• [Required action] Scan the material for the string "Toggling" and copy out every line in which it occurs.

============================================================

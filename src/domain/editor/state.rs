//! Editor states and main menu choices

use std::fmt;
use std::str::FromStr;

use crate::domain::DomainError;

/// States of the interactive chain editor
#[derive(Debug, Clone, Copy, PartialEq, Eq)]
pub enum EditorState {
    MainMenu,
    Toggling,
    Building,
    Reordering,
    Resetting,
    SaveAndExit,
    ExitWithoutSaving,
}

impl EditorState {
    /// Whether the session ends after this state
    pub fn is_terminal(&self) -> bool {
        matches!(self, Self::SaveAndExit | Self::ExitWithoutSaving)
    }
}

/// Options offered on the main menu, numbered from 1
#[derive(Debug, Clone, Copy, PartialEq, Eq)]
pub enum MenuChoice {
    Toggle,
    Build,
    Reorder,
    Reset,
    SaveAndExit,
    ExitWithoutSaving,
}

impl MenuChoice {
    pub const ALL: [MenuChoice; 6] = [
        Self::Toggle,
        Self::Build,
        Self::Reorder,
        Self::Reset,
        Self::SaveAndExit,
        Self::ExitWithoutSaving,
    ];

    pub fn number(&self) -> usize {
        match self {
            Self::Toggle => 1,
            Self::Build => 2,
            Self::Reorder => 3,
            Self::Reset => 4,
            Self::SaveAndExit => 5,
            Self::ExitWithoutSaving => 6,
        }
    }

    pub fn label(&self) -> &'static str {
        match self {
            Self::Toggle => "Toggle fallback on/off",
            Self::Build => "Build a new chain",
            Self::Reorder => "Reorder chain",
            Self::Reset => "Reset chain to default",
            Self::SaveAndExit => "Save and exit",
            Self::ExitWithoutSaving => "Exit without saving",
        }
    }

    pub fn next_state(&self) -> EditorState {
        match self {
            Self::Toggle => EditorState::Toggling,
            Self::Build => EditorState::Building,
            Self::Reorder => EditorState::Reordering,
            Self::Reset => EditorState::Resetting,
            Self::SaveAndExit => EditorState::SaveAndExit,
            Self::ExitWithoutSaving => EditorState::ExitWithoutSaving,
        }
    }
}

impl FromStr for MenuChoice {
    type Err = DomainError;

    fn from_str(s: &str) -> Result<Self, Self::Err> {
        let input = s.trim();
        Self::ALL
            .into_iter()
            .find(|choice| choice.number().to_string() == input)
            .ok_or_else(|| DomainError::validation(format!("Invalid option '{}'", input)))
    }
}

impl fmt::Display for MenuChoice {
    fn fmt(&self, f: &mut fmt::Formatter<'_>) -> fmt::Result {
        write!(f, "{}) {}", self.number(), self.label())
    }
}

============================================================

• [Task result]
    Toggling,
            Self::Toggle => EditorState::Toggling,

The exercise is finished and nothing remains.